Этель Леонардовна так и не оправилась. Инга наняла матери постоянную сиделку, а сама обосновалась в бывшем кабинете отца. Когда Эвальд мечтал о возвращении Инги, он даже не представлял, какому испытанию подвергнется его психика. Он был настоящий Норт: педантичный, консервативный, сдержанный, даже скрытный. И когда на него обрушилась стихия материнского темперамента, мальчик дрогнул. Справиться с Ингой Эвальд не умел – она была сильнее и ни на какие его манипуляции не поддавалась. Пока была жива Этель Леонардовна, Инга еще держала себя в руках, но после ее кончины, последовавшей через полтора года, развернулась вовсю. Привычный ход вещей нарушился, порядок рухнул.
Готовить Инга не умела и была порядочной неряхой, так что Эвальд скоро научился делать яичницу, жарить картошку и даже варить борщ – под телефонным руководством Алисы. В дом Эвальд не приводил ее ни разу: при жизни деда и бабки это было немыслимо, а теперь он не хотел знакомить подругу с матерью. Уборкой занималась нанятая Ингой тётка, но работы хватало и Эвальду. Он постоянно очищал пепельницы, выбрасывал пустые бутылки и убирал на место раскиданные матерью вещи, потому что при виде стоящих не на месте книг, валяющихся на полу журналов или небрежно висящего на спинке стула платья у него начинало звенеть в ушах от какого-то внутреннего неудобства и напряжения, граничащего с болью.
Эвальд заканчивал десятый класс и готовился к поступлению в институт иностранных языков, а вокруг него кипела яркая и шумная материнская жизнь, напоминающая бурлеск. Постоянные гости, репетиции, примерки нарядов, громкая музыка, запах духов, сигарет и вина, женская косметика у каждого зеркала, затейливые лифчики и трусики, развешанные в ванной, и характерные звуки, доносящие из материнской комнаты, когда ее очередной любовник оставался на ночь, – все это чудовищно раздражало Эвальда, но и невольно возбуждало.
Материнские подруги поглядывали на рослого и привлекательного мальчика с интересом, а он краснел, отворачивался и старался побыстрее прошмыгнуть к себе в комнату, но все равно видел, видел – не мог не видеть! – и длинные ноги в ажурных чулках, и обтянутый блестящим атласом зад, и белую грудь, вываливающуюся из низкого выреза платья. Однажды вечером в комнату к нему зашла Кристина, одна из материнских подруг. Они с Ингой выступали вместе, одинаково наряженные и накрашенные, изображая близнецов.
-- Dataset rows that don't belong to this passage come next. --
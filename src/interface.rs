//! Serial port abstraction
//!
//! The flasher drives the port exclusively through the [Interface] trait so
//! that the protocol and session layers stay independent of the underlying
//! serial implementation; tests substitute a scripted mock for the device
//! side. [SerialInterface] is the production implementation on top of the
//! `serialport` crate.

use std::{
    io::{Read, Write},
    time::Duration,
};

use serialport::{ClearBuffer, FlowControl, SerialPort};

use crate::error::{ConnectionError, Error};

/// Contract the flasher requires from a serial port.
pub trait Interface {
    /// Send raw bytes to the device.
    fn write_all(&mut self, data: &[u8]) -> Result<(), ConnectionError>;

    /// Read up to `buf.len()` bytes, waiting at most `timeout`. Returns the
    /// number of bytes read; zero indicates the timeout elapsed.
    fn read_timeout(&mut self, buf: &mut [u8], timeout: Duration) -> Result<usize, ConnectionError>;

    /// Discard any buffered input.
    fn flush_input(&mut self) -> Result<(), ConnectionError>;

    /// Drive the DTR modem-control line.
    fn set_dtr(&mut self, level: bool) -> Result<(), ConnectionError>;

    /// Drive the RTS modem-control line.
    fn set_rts(&mut self, level: bool) -> Result<(), ConnectionError>;
}

/// [Interface] implementation backed by a system serial port.
pub struct SerialInterface {
    serial_port: Box<dyn SerialPort>,
}

impl SerialInterface {
    /// Open `port` at `baud`, configured as 8N1 without flow control.
    pub fn open(port: &str, baud: u32) -> Result<Self, Error> {
        let serial_port = serialport::new(port, baud)
            .flow_control(FlowControl::None)
            .timeout(Duration::from_millis(100))
            .open()?;

        Ok(SerialInterface { serial_port })
    }
}

impl Interface for SerialInterface {
    fn write_all(&mut self, data: &[u8]) -> Result<(), ConnectionError> {
        self.serial_port.write_all(data)?;
        self.serial_port.flush()?;
        Ok(())
    }

    fn read_timeout(&mut self, buf: &mut [u8], timeout: Duration) -> Result<usize, ConnectionError> {
        self.serial_port.set_timeout(timeout)?;

        match self.serial_port.read(buf) {
            Ok(n) => Ok(n),
            Err(err) if err.kind() == std::io::ErrorKind::TimedOut => Ok(0),
            Err(err) => Err(err.into()),
        }
    }

    fn flush_input(&mut self) -> Result<(), ConnectionError> {
        self.serial_port.clear(ClearBuffer::Input)?;
        Ok(())
    }

    fn set_dtr(&mut self, level: bool) -> Result<(), ConnectionError> {
        self.serial_port.write_data_terminal_ready(level)?;
        Ok(())
    }

    fn set_rts(&mut self, level: bool) -> Result<(), ConnectionError> {
        self.serial_port.write_request_to_send(level)?;
        Ok(())
    }
}

/// Enumerate candidate serial device paths on the host.
pub fn list_ports() -> Result<Vec<String>, Error> {
    let ports = serialport::available_ports().map_err(ConnectionError::from)?;
    Ok(ports.into_iter().map(|p| p.port_name).collect())
}
//! Chip identity reported by the ROM loader

use strum::Display;

use crate::error::ConnectionError;

/// Chip families identified by the GET_SECURITY_INFO chip id.
#[derive(Debug, Clone, Copy, PartialEq, Eq, Display)]
#[non_exhaustive]
pub enum Chip {
    #[strum(serialize = "ESP32")]
    Esp32 = 0x00,
    #[strum(serialize = "ESP32-S2")]
    Esp32s2 = 0x02,
    #[strum(serialize = "ESP32-C3")]
    Esp32c3 = 0x05,
    #[strum(serialize = "ESP32-S3")]
    Esp32s3 = 0x09,
    #[strum(serialize = "ESP32-C2")]
    Esp32c2 = 0x0C,
    #[strum(serialize = "ESP32-C6")]
    Esp32c6 = 0x0D,
    #[strum(serialize = "ESP32-H2")]
    Esp32h2 = 0x10,
}

impl Chip {
    /// Look up a chip family from its security-info chip id.
    pub fn from_chip_id(chip_id: u32) -> Option<Chip> {
        match chip_id {
            0x00 => Some(Chip::Esp32),
            0x02 => Some(Chip::Esp32s2),
            0x05 => Some(Chip::Esp32c3),
            0x09 => Some(Chip::Esp32s3),
            0x0C => Some(Chip::Esp32c2),
            0x0D => Some(Chip::Esp32c6),
            0x10 => Some(Chip::Esp32h2),
            _ => None,
        }
    }
}

/// Parsed GET_SECURITY_INFO response payload.
#[derive(Debug, Clone, Copy)]
pub struct SecurityInfo {
    pub chip_id: u32,
}

impl SecurityInfo {
    /// Parse the response payload; the chip id occupies the first four
    /// little-endian bytes.
    pub fn parse(data: &[u8]) -> Result<Self, ConnectionError> {
        if data.len() < 4 {
            return Err(ConnectionError::MalformedPayload);
        }

        let chip_id = u32::from_le_bytes(data[0..4].try_into().unwrap());

        Ok(SecurityInfo { chip_id })
    }

    /// The chip family, if the id is a known one.
    pub fn chip(&self) -> Option<Chip> {
        Chip::from_chip_id(self.chip_id)
    }
}
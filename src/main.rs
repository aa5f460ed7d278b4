use std::{fs, path::PathBuf};

use clap::{Args, Parser, Subcommand};
use indicatif::{ProgressBar, ProgressStyle};
use log::{info, LevelFilter};
use miette::{IntoDiagnostic, Result, WrapErr};
use papyrix_flasher::{
    constants::{
        BOOTLOADER_ADDRESS, DEFAULT_BAUD_RATE, FIRMWARE_ADDRESS, PARTITION_TABLE_ADDRESS,
    },
    detect,
    flasher::{FlashRegion, Flasher, ProgressCallbacks},
    interface::{list_ports, SerialInterface},
    logging::initialize_logger,
};

#[derive(Debug, Parser)]
#[command(about, max_term_width = 100, propagate_version = true, version)]
struct Cli {
    #[command(subcommand)]
    subcommand: Commands,
}

#[derive(Debug, Subcommand)]
enum Commands {
    /// Flash firmware to a connected device
    ///
    /// Writes the bootloader (0x0) and partition table (0x8000) when
    /// provided, and the firmware image at 0x10000. The device is rebooted
    /// into the new firmware afterwards.
    Flash(FlashArgs),
    /// Print information about a connected device
    BoardInfo(ConnectArgs),
    /// List the available serial ports
    ListPorts,
}

#[derive(Debug, Args)]
struct ConnectArgs {
    /// Serial port to use (auto-detected when omitted)
    #[arg(short = 'p', long)]
    port: Option<String>,
    /// Baud rate
    #[arg(short = 'b', long, default_value_t = DEFAULT_BAUD_RATE)]
    baud: u32,
}

#[derive(Debug, Args)]
struct FlashArgs {
    #[command(flatten)]
    connect_args: ConnectArgs,
    /// Firmware image to write at 0x10000
    firmware: PathBuf,
    /// Bootloader image to write at 0x0
    #[arg(long, value_name = "FILE")]
    bootloader: Option<PathBuf>,
    /// Partition table to write at 0x8000
    #[arg(long, value_name = "FILE")]
    partition_table: Option<PathBuf>,
    /// Flash the firmware only, skipping bootloader and partition table
    #[arg(long)]
    firmware_only: bool,
    /// Skip the MD5 verification of the written regions
    #[arg(long)]
    no_verify: bool,
}

fn main() -> Result<()> {
    miette::set_panic_hook();
    initialize_logger(LevelFilter::Info);

    let cli = Cli::parse();

    match cli.subcommand {
        Commands::Flash(args) => flash(args),
        Commands::BoardInfo(args) => board_info(args),
        Commands::ListPorts => print_ports(),
    }
}

fn flash(args: FlashArgs) -> Result<()> {
    let firmware = fs::read(&args.firmware)
        .into_diagnostic()
        .wrap_err_with(|| format!("Failed to read firmware file {}", args.firmware.display()))?;
    info!(
        "Firmware: {} ({} bytes)",
        args.firmware.display(),
        firmware.len()
    );

    let bootloader = read_optional(args.bootloader.as_deref(), args.firmware_only)?;
    let partition_table = read_optional(args.partition_table.as_deref(), args.firmware_only)?;

    let mut regions = Vec::new();
    if let Some(data) = bootloader.as_deref() {
        regions.push(FlashRegion {
            addr: BOOTLOADER_ADDRESS,
            data,
            name: "bootloader",
        });
    }
    if let Some(data) = partition_table.as_deref() {
        regions.push(FlashRegion {
            addr: PARTITION_TABLE_ADDRESS,
            data,
            name: "partitions",
        });
    }
    regions.push(FlashRegion {
        addr: FIRMWARE_ADDRESS,
        data: &firmware,
        name: "firmware",
    });

    let port_name = resolve_port(&args.connect_args)?;
    info!("Port: {} @ {} baud", port_name, args.connect_args.baud);

    let port = SerialInterface::open(&port_name, args.connect_args.baud)?;
    let mut flasher = Flasher::new(Box::new(port));

    info!("Connecting to bootloader...");
    flasher.connect()?;

    for region in &regions {
        info!(
            "Flashing {} at {:#x} ({} bytes)...",
            region.name,
            region.addr,
            region.data.len()
        );

        let mut progress = FlashProgress::default();
        flasher.flash_image_compressed(region.data, region.addr, Some(&mut progress))?;

        if !args.no_verify {
            flasher.verify_flash(region.addr, region.data)?;
        }
    }

    info!("Flash complete, rebooting device...");
    flasher.reboot()?;

    Ok(())
}

fn board_info(args: ConnectArgs) -> Result<()> {
    if let Some(port) = &args.port {
        let device = detect::detect_on_port(port, args.baud)?;
        println!("Port: {}", device.port);
        println!("Chip: {}", device.chip_name());
        return Ok(());
    }

    info!("Scanning for devices...");
    let devices = detect::list_devices(args.baud)?;
    if devices.is_empty() {
        println!("No devices found");
        return Ok(());
    }

    for device in devices {
        println!("Port: {}", device.port);
        println!("Chip: {}", device.chip_name());
        println!();
    }

    Ok(())
}

fn print_ports() -> Result<()> {
    let ports = list_ports()?;
    if ports.is_empty() {
        println!("No serial ports found");
        return Ok(());
    }

    for port in ports {
        println!("{port}");
    }

    Ok(())
}

fn resolve_port(args: &ConnectArgs) -> Result<String> {
    if let Some(port) = &args.port {
        return Ok(port.clone());
    }

    info!("Detecting device...");
    let device = detect::detect_device(args.baud)?;
    info!("Found {} on {}", device.chip_name(), device.port);

    Ok(device.port)
}

fn read_optional(path: Option<&std::path::Path>, firmware_only: bool) -> Result<Option<Vec<u8>>> {
    match path {
        Some(path) if !firmware_only => {
            let data = fs::read(path)
                .into_diagnostic()
                .wrap_err_with(|| format!("Failed to read {}", path.display()))?;
            Ok(Some(data))
        }
        _ => Ok(None),
    }
}

/// Progress bar for a single flash region
#[derive(Default)]
struct FlashProgress {
    bar: Option<ProgressBar>,
}

impl ProgressCallbacks for FlashProgress {
    fn init(&mut self, addr: u32, total: usize) {
        let bar = ProgressBar::new(total as u64);
        bar.set_style(
            ProgressStyle::default_bar()
                .template("[{elapsed_precise}] {bar:40.cyan/blue} {pos:>7}/{len:7} {msg}")
                .unwrap()
                .progress_chars("#>-"),
        );
        bar.set_message(format!("{addr:#X}"));

        self.bar = Some(bar)
    }

    fn update(&mut self, current: usize) {
        if let Some(bar) = &self.bar {
            bar.set_position(current as u64);
        }
    }

    fn finish(&mut self) {
        if let Some(bar) = &self.bar {
            bar.finish_and_clear();
        }
    }
}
Инга еще не пришла, и Кристина дожидалась ее, скучая над «Космо» и «Караваном историй». Потом решила развлечься.
– Чем занимаешься? – спросила она, усаживаясь рядом с Эвальдом на диван. Он снял наушники, покосился на ее выразительное декольте и скрещенные ноги в сетчатых колготках и, покраснев, ответил:
– Английским. Мне в этом году в Иняз поступать.
– В Иняз, – с уважением протянула Кристина. – Ты способный, Инга говорила. Дипломатом станешь? Тебе пойдет. Ты такой элегантный, невозмутимый…
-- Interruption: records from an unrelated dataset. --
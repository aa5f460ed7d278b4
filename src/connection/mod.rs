//! Establish a connection with a target device
//!
//! The [Connection] struct abstracts over the serial interface and the
//! framing/encoding of commands, and provides the request/response
//! primitives that the flasher builds sessions out of.

use std::time::{Duration, Instant};

use log::debug;

use self::{
    command::{Command, CommandType},
    reset::{BootloaderReset, HardReset, ResetStrategy},
};
use crate::{
    constants::DIR_RESPONSE,
    error::{ConnectionError, Error, ResultExt, RomError},
    interface::Interface,
    slip,
};

pub mod command;
pub mod reset;

/// How often the sync request is retried before giving up.
const SYNC_ATTEMPTS: usize = 10;
/// The ROM answers a successful sync with a burst of echo responses; this
/// many extra reads are made to clear them. Empirically enough.
const SYNC_DRAIN_READS: usize = 7;
const SYNC_DRAIN_TIMEOUT: Duration = Duration::from_millis(100);
/// Granularity of the blocking reads that make up a response wait.
const READ_CHUNK_TIMEOUT: Duration = Duration::from_millis(100);

/// The smallest well-formed response: an eight byte header followed by the
/// status and error bytes.
const MIN_RESPONSE_SIZE: usize = 10;

/// A response from a target device following a command
#[derive(Debug, Clone)]
pub struct CommandResponse {
    /// Echo of the request opcode
    pub command: u8,
    /// Command-specific return value
    pub value: u32,
    /// Payload with the trailing status bytes split off
    pub data: Vec<u8>,
    pub status: u8,
    pub error: u8,
}

impl CommandResponse {
    /// Parse a response packet (after unstuffing).
    ///
    /// When the declared payload carries at least two bytes, the final two
    /// are the status and error; shorter payloads leave both at zero and
    /// pass any data through.
    pub fn from_bytes(data: &[u8]) -> Result<Self, ConnectionError> {
        if data.len() < MIN_RESPONSE_SIZE {
            return Err(ConnectionError::ResponseTooShort(data.len()));
        }
        if data[0] != DIR_RESPONSE {
            return Err(ConnectionError::InvalidDirection(data[0]));
        }

        let command = data[1];
        let declared = u16::from_le_bytes(data[2..4].try_into().unwrap()) as usize;
        let value = u32::from_le_bytes(data[4..8].try_into().unwrap());

        let available = data.len() - 8;
        if declared > available {
            return Err(ConnectionError::PayloadMismatch {
                declared,
                available,
            });
        }

        let (data, status, error) = if declared >= 2 {
            (
                data[8..8 + declared - 2].to_vec(),
                data[8 + declared - 2],
                data[8 + declared - 1],
            )
        } else {
            (data[8..8 + declared].to_vec(), 0, 0)
        };

        Ok(CommandResponse {
            command,
            value,
            data,
            status,
            error,
        })
    }

    /// Whether the device reported success.
    pub fn is_success(&self) -> bool {
        self.status == 0 && self.error == 0
    }
}

/// An established connection with a target device
pub struct Connection {
    port: Box<dyn Interface>,
    buffer: Vec<u8>,
}

impl Connection {
    pub fn new(port: Box<dyn Interface>) -> Self {
        Connection {
            port,
            buffer: Vec::new(),
        }
    }

    /// Reset the chip into the ROM download mode.
    pub fn reset_to_bootloader(&mut self) -> Result<(), Error> {
        self.buffer.clear();
        BootloaderReset.reset(self.port.as_mut())
    }

    /// Reset the chip so that it boots from flash.
    pub fn hard_reset(&mut self) -> Result<(), Error> {
        HardReset.reset(self.port.as_mut())
    }

    /// Try to sync with the ROM loader.
    ///
    /// Repeats the sync request until the loader answers with a successful
    /// echo, then clears the remainder of the echo burst.
    pub fn sync(&mut self) -> Result<(), Error> {
        for attempt in 1..=SYNC_ATTEMPTS {
            debug!("Sync attempt {attempt}/{SYNC_ATTEMPTS}");

            if self.flush_input().is_err() {
                continue;
            }
            if self.write_command(&Command::Sync).is_err() {
                continue;
            }

            match self.read_response_for(CommandType::Sync, CommandType::Sync.timeout()) {
                Ok(response) if response.is_success() => {
                    self.drain_sync_echoes();
                    return Ok(());
                }
                _ => continue,
            }
        }

        Err(Error::SyncFailed(SYNC_ATTEMPTS))
    }

    fn drain_sync_echoes(&mut self) {
        for _ in 0..SYNC_DRAIN_READS {
            let _ = self.read_response(SYNC_DRAIN_TIMEOUT);
        }
    }

    /// Write a command without waiting for a response.
    pub fn write_command(&mut self, command: &Command<'_>) -> Result<(), Error> {
        debug!("Writing command: {:?}", command.command_type());

        let mut packet = Vec::new();
        command.write(&mut packet).map_err(ConnectionError::from)?;

        self.port.write_all(&slip::encode(&packet))?;
        Ok(())
    }

    /// Write a command and wait for a successful response.
    pub fn command(&mut self, command: Command<'_>) -> Result<CommandResponse, Error> {
        let ty = command.command_type();
        let timeout = command.timeout();

        self.write_command(&command).for_command(ty)?;

        let response = self.read_response_for(ty, timeout)?;
        if !response.is_success() {
            let _ = self.port.flush_input();
            return Err(RomError::new(ty, response.status, response.error).into());
        }

        Ok(response)
    }

    /// Wait for the response matching `ty`, skipping unrelated responses
    /// (stale sync echoes, mostly).
    pub(crate) fn read_response_for(
        &mut self,
        ty: CommandType,
        timeout: Duration,
    ) -> Result<CommandResponse, Error> {
        let deadline = Instant::now() + timeout;

        loop {
            let now = Instant::now();
            if now >= deadline {
                return Err(Error::Connection(ConnectionError::Timeout(ty.into())));
            }

            match self.read_response(deadline - now)? {
                Some(response) if response.command == ty as u8 => return Ok(response),
                Some(response) => {
                    debug!("Ignoring response for command {:#04x}", response.command)
                }
                None => {}
            }
        }
    }

    /// Read and parse the next response frame, or `None` if the timeout
    /// elapses first.
    pub fn read_response(&mut self, timeout: Duration) -> Result<Option<CommandResponse>, Error> {
        let deadline = Instant::now() + timeout;

        loop {
            // Drain every complete frame already buffered before touching
            // the port again.
            while let Some((data, consumed)) = self.next_frame() {
                self.buffer.drain(..consumed);

                if data.len() >= MIN_RESPONSE_SIZE {
                    let response = CommandResponse::from_bytes(&data)?;
                    return Ok(Some(response));
                }
                debug!("Discarding runt frame of {} bytes", data.len());
            }

            let now = Instant::now();
            if now >= deadline {
                return Ok(None);
            }

            let mut chunk = [0u8; 256];
            let read = self
                .port
                .read_timeout(&mut chunk, READ_CHUNK_TIMEOUT.min(deadline - now))?;
            if read > 0 {
                self.buffer.extend_from_slice(&chunk[..read]);
            }
        }
    }

    fn next_frame(&self) -> Option<(Vec<u8>, usize)> {
        slip::extract_frame(&self.buffer)
            .map(|(frame, rest)| (slip::decode(frame), self.buffer.len() - rest.len()))
    }

    /// Discard buffered input on both sides of the port.
    pub fn flush_input(&mut self) -> Result<(), Error> {
        self.buffer.clear();
        self.port.flush_input()?;
        Ok(())
    }
}

#[cfg(test)]
mod tests {
    use super::*;

    fn well_formed(status: u8, error: u8) -> Vec<u8> {
        let mut response = vec![0x01, 0x08, 0x02, 0x00];
        response.extend_from_slice(&0x1234_5678u32.to_le_bytes());
        response.push(status);
        response.push(error);
        response
    }

    #[test]
    fn parse_success_response() {
        let response = CommandResponse::from_bytes(&well_formed(0, 0)).unwrap();

        assert_eq!(response.command, 0x08);
        assert_eq!(response.value, 0x1234_5678);
        assert!(response.data.is_empty());
        assert!(response.is_success());
    }

    #[test]
    fn status_or_error_fails_the_response() {
        assert!(!CommandResponse::from_bytes(&well_formed(1, 0))
            .unwrap()
            .is_success());
        assert!(!CommandResponse::from_bytes(&well_formed(0, 1))
            .unwrap()
            .is_success());
    }

    #[test]
    fn parse_response_with_data() {
        let mut response = vec![0x01, 0x14, 0x05, 0x00];
        response.extend_from_slice(&[0; 4]);
        response.extend_from_slice(&[0xAA, 0xBB, 0xCC]);
        response.extend_from_slice(&[0x00, 0x00]);

        let response = CommandResponse::from_bytes(&response).unwrap();
        assert_eq!(response.data, [0xAA, 0xBB, 0xCC]);
        assert!(response.is_success());
    }

    #[test]
    fn parse_zero_length_payload() {
        let mut response = vec![0x01, 0x08, 0x00, 0x00];
        response.extend_from_slice(&0xDEAD_BEEFu32.to_le_bytes());
        response.extend_from_slice(&[0x55, 0x55]);

        let response = CommandResponse::from_bytes(&response).unwrap();
        assert!(response.data.is_empty());
        assert!(response.is_success());
    }

    #[test]
    fn reject_short_response() {
        assert!(matches!(
            CommandResponse::from_bytes(&[0x01; 9]),
            Err(ConnectionError::ResponseTooShort(9))
        ));
        assert!(CommandResponse::from_bytes(&[]).is_err());
    }

    #[test]
    fn reject_wrong_direction() {
        let mut response = well_formed(0, 0);
        response[0] = 0x00;

        assert!(matches!(
            CommandResponse::from_bytes(&response),
            Err(ConnectionError::InvalidDirection(0x00))
        ));
    }

    #[test]
    fn reject_declared_length_overrun() {
        let mut response = well_formed(0, 0);
        response[2] = 100;

        assert!(matches!(
            CommandResponse::from_bytes(&response),
            Err(ConnectionError::PayloadMismatch {
                declared: 100,
                available: 2
            })
        ));
    }
}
Эвальд взглянул на Кристину – глаза ее смеялись. Она подвинулась ближе:
– Невозмутимый мальчик… Красивый мальчик…
Обняла за шею горячей рукой и поцеловала в губы.
– Сладкий мальчик…
Эвальд хотел отодвинуться, но не мог шевельнуться.
– Не надо, – попросил он, чувствуя, как ее рука расстегивает ему брюки.
– Да почему ж не надо-то? Тебе же хочется, я вижу.
– Нет! – простонал он. Но было поздно. Кристина уже сидела на нем верхом, а ее пышная грудь почти упиралась Эвальду в лицо. Кристина ритмично двигалась, время от времени наклоняясь и целуя его взасос. Когда все закончилось, она слезла, поправила свою одежду, потрепала Эвальда по горящей огнем щеке и сказала:
– Ты – молодец! Пока, красавчик. Пошла я, а то эту Ингу не дождешься.
Она исчезла. Эвальд чувствовал себя раздавленным и грязным. Нет, испытанное им наслаждение, хотя и навязанное силком, было острым и мощным, но все равно разочаровало: «Это и есть любовь? Вот эта непристойная возня, звуки и запахи?» Он долго отмывался в душе, еще не зная, что страдания его только начинаются: Кристина все рассказала Инге, и та, слегка посмеиваясь над пуританством сына – настоящий Норт! – принялась изводить Эвальда расспросами и поддразниваниями. Особенно невыносимо было Эвальду думать, что Кристина с Ингой обсуждают его и наверняка потешаются! Как Этель не понимала свою дочь, так Инга совершенно не понимала своего сына, даже не догадываясь, сколько мучительных сложностей связано у него с таким простым и приятным занятием, как секс.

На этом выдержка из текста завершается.